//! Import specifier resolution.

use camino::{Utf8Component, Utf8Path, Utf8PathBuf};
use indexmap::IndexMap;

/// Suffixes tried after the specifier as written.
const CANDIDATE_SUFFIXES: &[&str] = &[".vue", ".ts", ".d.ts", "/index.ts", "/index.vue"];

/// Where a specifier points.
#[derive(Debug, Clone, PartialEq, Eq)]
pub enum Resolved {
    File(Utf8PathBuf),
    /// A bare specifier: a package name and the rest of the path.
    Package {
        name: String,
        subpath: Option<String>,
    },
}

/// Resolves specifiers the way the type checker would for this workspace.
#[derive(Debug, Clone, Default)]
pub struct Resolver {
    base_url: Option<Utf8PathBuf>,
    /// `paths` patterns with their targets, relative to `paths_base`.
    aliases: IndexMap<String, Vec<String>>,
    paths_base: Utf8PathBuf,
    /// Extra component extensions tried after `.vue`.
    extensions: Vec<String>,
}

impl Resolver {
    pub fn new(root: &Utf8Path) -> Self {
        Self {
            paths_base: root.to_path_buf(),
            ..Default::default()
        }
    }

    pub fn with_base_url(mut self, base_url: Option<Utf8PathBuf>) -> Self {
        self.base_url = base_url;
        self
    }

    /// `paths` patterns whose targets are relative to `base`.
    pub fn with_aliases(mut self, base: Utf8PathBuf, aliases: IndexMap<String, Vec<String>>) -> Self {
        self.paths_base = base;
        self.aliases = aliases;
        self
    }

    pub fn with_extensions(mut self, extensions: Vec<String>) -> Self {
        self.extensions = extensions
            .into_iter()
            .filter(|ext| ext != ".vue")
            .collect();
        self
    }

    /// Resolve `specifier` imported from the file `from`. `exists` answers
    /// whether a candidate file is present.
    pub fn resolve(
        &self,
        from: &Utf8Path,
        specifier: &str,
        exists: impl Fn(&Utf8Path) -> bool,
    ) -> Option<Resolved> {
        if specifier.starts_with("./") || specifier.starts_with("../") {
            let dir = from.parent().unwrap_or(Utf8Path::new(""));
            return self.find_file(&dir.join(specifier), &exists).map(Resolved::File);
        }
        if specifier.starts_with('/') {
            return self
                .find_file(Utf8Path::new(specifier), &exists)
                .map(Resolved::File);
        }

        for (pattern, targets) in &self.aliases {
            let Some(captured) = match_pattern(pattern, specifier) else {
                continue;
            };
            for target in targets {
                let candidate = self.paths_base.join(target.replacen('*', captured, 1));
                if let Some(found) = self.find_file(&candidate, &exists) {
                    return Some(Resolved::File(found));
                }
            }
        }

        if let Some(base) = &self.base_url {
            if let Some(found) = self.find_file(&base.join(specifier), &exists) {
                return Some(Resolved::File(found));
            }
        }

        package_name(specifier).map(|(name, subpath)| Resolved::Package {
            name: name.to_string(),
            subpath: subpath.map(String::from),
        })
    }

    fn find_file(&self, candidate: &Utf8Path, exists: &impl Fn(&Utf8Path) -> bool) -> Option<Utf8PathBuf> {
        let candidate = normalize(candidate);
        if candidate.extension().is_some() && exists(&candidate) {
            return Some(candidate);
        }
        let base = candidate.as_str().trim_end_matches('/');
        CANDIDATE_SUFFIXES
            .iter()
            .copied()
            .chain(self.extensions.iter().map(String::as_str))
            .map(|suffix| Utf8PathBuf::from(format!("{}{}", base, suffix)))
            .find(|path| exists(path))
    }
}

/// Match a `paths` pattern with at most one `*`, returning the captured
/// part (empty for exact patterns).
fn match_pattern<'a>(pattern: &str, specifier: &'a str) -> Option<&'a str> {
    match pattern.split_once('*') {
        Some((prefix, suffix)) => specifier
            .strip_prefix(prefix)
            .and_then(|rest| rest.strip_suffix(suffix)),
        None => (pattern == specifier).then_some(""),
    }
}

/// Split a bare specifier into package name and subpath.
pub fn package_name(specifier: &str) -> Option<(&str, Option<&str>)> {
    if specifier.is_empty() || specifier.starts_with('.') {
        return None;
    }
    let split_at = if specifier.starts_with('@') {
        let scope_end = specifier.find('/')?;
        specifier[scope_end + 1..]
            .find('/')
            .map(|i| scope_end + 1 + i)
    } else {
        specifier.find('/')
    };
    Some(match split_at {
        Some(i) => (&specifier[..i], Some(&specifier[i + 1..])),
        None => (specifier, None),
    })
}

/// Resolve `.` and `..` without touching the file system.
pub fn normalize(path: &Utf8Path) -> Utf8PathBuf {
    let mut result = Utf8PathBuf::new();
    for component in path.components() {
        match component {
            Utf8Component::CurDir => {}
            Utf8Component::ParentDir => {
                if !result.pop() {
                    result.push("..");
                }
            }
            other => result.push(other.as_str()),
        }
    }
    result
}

------------

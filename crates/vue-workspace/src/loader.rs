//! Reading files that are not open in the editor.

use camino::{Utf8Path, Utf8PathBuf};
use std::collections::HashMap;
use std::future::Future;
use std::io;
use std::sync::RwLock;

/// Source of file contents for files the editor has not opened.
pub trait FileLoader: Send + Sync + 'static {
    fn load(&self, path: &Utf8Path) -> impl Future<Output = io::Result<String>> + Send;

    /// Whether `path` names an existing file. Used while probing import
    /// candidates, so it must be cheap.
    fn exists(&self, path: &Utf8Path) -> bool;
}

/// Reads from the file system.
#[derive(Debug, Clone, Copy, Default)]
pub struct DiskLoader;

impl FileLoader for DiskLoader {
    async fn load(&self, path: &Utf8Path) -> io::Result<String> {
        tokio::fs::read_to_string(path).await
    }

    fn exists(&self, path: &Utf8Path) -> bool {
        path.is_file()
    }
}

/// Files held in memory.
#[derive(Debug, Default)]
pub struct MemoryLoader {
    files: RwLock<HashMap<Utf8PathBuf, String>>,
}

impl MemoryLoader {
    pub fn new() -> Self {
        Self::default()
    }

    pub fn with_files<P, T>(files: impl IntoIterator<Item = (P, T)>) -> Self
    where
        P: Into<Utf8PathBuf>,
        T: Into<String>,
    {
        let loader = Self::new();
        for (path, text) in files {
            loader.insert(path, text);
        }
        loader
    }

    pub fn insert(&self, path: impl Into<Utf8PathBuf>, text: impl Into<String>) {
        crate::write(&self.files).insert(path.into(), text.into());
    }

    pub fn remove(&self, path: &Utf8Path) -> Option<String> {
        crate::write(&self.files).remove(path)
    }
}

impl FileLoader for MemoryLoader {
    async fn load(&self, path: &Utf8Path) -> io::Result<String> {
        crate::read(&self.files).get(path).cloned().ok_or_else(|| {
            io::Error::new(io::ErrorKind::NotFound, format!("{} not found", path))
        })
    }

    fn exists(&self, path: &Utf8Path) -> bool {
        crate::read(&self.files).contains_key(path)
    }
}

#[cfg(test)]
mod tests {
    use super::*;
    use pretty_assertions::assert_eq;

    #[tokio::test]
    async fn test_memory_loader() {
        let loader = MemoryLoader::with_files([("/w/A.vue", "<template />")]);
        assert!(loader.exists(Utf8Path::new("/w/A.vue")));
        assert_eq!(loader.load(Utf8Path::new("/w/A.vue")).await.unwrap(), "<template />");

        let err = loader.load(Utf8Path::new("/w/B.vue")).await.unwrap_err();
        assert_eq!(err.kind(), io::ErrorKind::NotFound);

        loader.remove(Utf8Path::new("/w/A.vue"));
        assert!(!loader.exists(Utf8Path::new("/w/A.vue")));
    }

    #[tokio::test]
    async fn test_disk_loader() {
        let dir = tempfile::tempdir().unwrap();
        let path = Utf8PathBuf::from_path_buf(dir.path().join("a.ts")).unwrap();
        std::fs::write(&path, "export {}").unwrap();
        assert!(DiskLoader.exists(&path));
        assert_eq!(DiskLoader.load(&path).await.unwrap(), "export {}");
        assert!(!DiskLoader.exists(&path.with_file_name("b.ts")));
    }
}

------------

### Problem to solve
Copy each line from the records above that includes the string "IndexMap".

### Written response
use indexmap::IndexMap;
    aliases: IndexMap<String, Vec<String>>,
    pub fn with_aliases(mut self, base: Utf8PathBuf, aliases: IndexMap<String, Vec<String>>) -> Self {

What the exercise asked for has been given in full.